Task details>
Output only the span of lines that begins at the line containing "to create root" and ends at the last line of the data, both included, exactly as they appear.

··· Material shown

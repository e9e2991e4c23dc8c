use serde::{Deserialize, Serialize};

use crate::Result;

/// A decoded evaluation result.
///
/// Unlike [`serde_json::Value`], scalars that the typed accessors care about get their own
/// variants and everything else (arrays and objects) lands in [`Value::Structured`].
#[derive(Debug, Clone, PartialEq, Default, Serialize, Deserialize)]
#[serde(from = "serde_json::Value", into = "serde_json::Value")]
pub enum Value {
    /// The engine returned no value, or JSON `null`.
    #[default]
    Absent,
    /// A JSON boolean.
    Bool(bool),
    /// Integer or floating point; [`serde_json::Number`] keeps track of which.
    Number(serde_json::Number),
    /// A JSON string.
    String(String),
    /// A JSON array or object.
    Structured(serde_json::Value),
}

impl Value {
    /// Decode an evaluation buffer. An empty buffer decodes to [`Value::Absent`].
    pub fn from_bytes(bytes: &[u8]) -> Result<Value> {
        if bytes.is_empty() {
            return Ok(Value::Absent);
        }
        let value: serde_json::Value = serde_json::from_slice(bytes)?;
        Ok(Value::from(value))
    }

    /// Returns `true` if there is no value.
    pub fn is_absent(&self) -> bool {
        matches!(self, Value::Absent)
    }

    /// The boolean, if this is one.
    pub fn as_bool(&self) -> Option<bool> {
        match self {
            Value::Bool(value) => Some(*value),
            _ => None,
        }
    }

    /// The string, if this is one.
    pub fn as_str(&self) -> Option<&str> {
        match self {
            Value::String(value) => Some(value),
            _ => None,
        }
    }

    /// Integer view of a number. Floats are truncated toward zero, saturating at the bounds of
    /// `i64`.
    pub fn as_i64(&self) -> Option<i64> {
        let Value::Number(n) = self else {
            return None;
        };
        if let Some(i) = n.as_i64() {
            return Some(i);
        }
        if let Some(u) = n.as_u64() {
            return Some(i64::try_from(u).unwrap_or(i64::MAX));
        }
        n.as_f64().map(|f| f as i64)
    }

    /// Floating point view of a number.
    pub fn as_f64(&self) -> Option<f64> {
        match self {
            Value::Number(n) => n.as_f64(),
            _ => None,
        }
    }
}

impl From<serde_json::Value> for Value {
    fn from(value: serde_json::Value) -> Self {
        match value {
            serde_json::Value::Null => Value::Absent,
            serde_json::Value::Bool(b) => Value::Bool(b),
            serde_json::Value::Number(n) => Value::Number(n),
            serde_json::Value::String(s) => Value::String(s),
            structured @ (serde_json::Value::Array(_) | serde_json::Value::Object(_)) => {
                Value::Structured(structured)
            }
        }
    }
}

impl From<Value> for serde_json::Value {
    fn from(value: Value) -> Self {
        match value {
            Value::Absent => serde_json::Value::Null,
            Value::Bool(b) => serde_json::Value::Bool(b),
            Value::Number(n) => serde_json::Value::Number(n),
            Value::String(s) => serde_json::Value::String(s),
            Value::Structured(v) => v,
        }
    }
}

impl From<bool> for Value {
    fn from(value: bool) -> Self {
        Value::Bool(value)
    }
}

impl From<&str> for Value {
    fn from(value: &str) -> Self {
        Value::String(value.to_owned())
    }
}

impl From<String> for Value {
    fn from(value: String) -> Self {
        Value::String(value)
    }
}

impl From<i64> for Value {
    fn from(value: i64) -> Self {
        Value::Number(value.into())
    }
}
use std::sync::Arc;

use serde::Serialize;

use crate::engine::{CreateRequest, EvaluationEngine};
use crate::{CreateConfig, Error, Node, Result};

/// Create the root [`Node`] using the native evaluation engine.
///
/// The call blocks while the engine processes the configuration, but it doesn't wait for flag
/// logic to be fetched. Use [`Node::wait_for_initialization`] for that.
///
/// # Errors
///
/// Returns [`Error::Encode`] if variable values or options cannot be serialized. Failures inside
/// the engine are reported through [`Node::has_error`] on the returned node instead.
///
/// # Examples
///
/// ```no_run
/// # use hypertune::{CreateConfig, SdkOptions};
/// # fn test(query_json: &str, init_query_json: &str) -> hypertune::Result<()> {
/// let root = hypertune::create(
///     CreateConfig::new(serde_json::json!({"user": {"id": "u1"}}), query_json, init_query_json)
///         .token("token")
///         .options(SdkOptions::new().branch_name("main")),
/// )?;
/// root.wait_for_initialization();
/// # Ok(())
/// # }
/// ```
#[cfg(feature = "native")]
pub fn create<V: Serialize>(config: CreateConfig<V>) -> Result<Node> {
    create_with_engine(Arc::new(crate::NativeEngine), config)
}

/// Create the root [`Node`] using `engine`.
///
/// Same as [`create()`](crate::create), but lets the caller supply the
/// [`EvaluationEngine`], e.g. a test double.
pub fn create_with_engine<V: Serialize>(
    engine: Arc<dyn EvaluationEngine>,
    config: CreateConfig<V>,
) -> Result<Node> {
    let options_json = serde_json::to_string(&config.options.to_wire())
        .map_err(|err| Error::encode("sdk options", err))?;
    let variable_values_json = serde_json::to_string(&config.variable_values)
        .map_err(|err| Error::encode("variable values", err))?;

    let request = CreateRequest {
        variable_values_json,
        fallback_init_data_json: config.fallback_init_data_json,
        token: config.token,
        init_query_json: config.init_query_json,
        query_json: config.query_json,
        options_json,
    };

    log::debug!(target: "hypertune", "creating root node");
    let raw = engine.create(&request);
    if raw.error {
        log::warn!(target: "hypertune", "failed to create root node");
    }

    Ok(Node::new(engine, raw))
}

······

Exercise result>
        log::warn!(target: "hypertune", "failed to create root node");
    }

    Ok(Node::new(engine, raw))
}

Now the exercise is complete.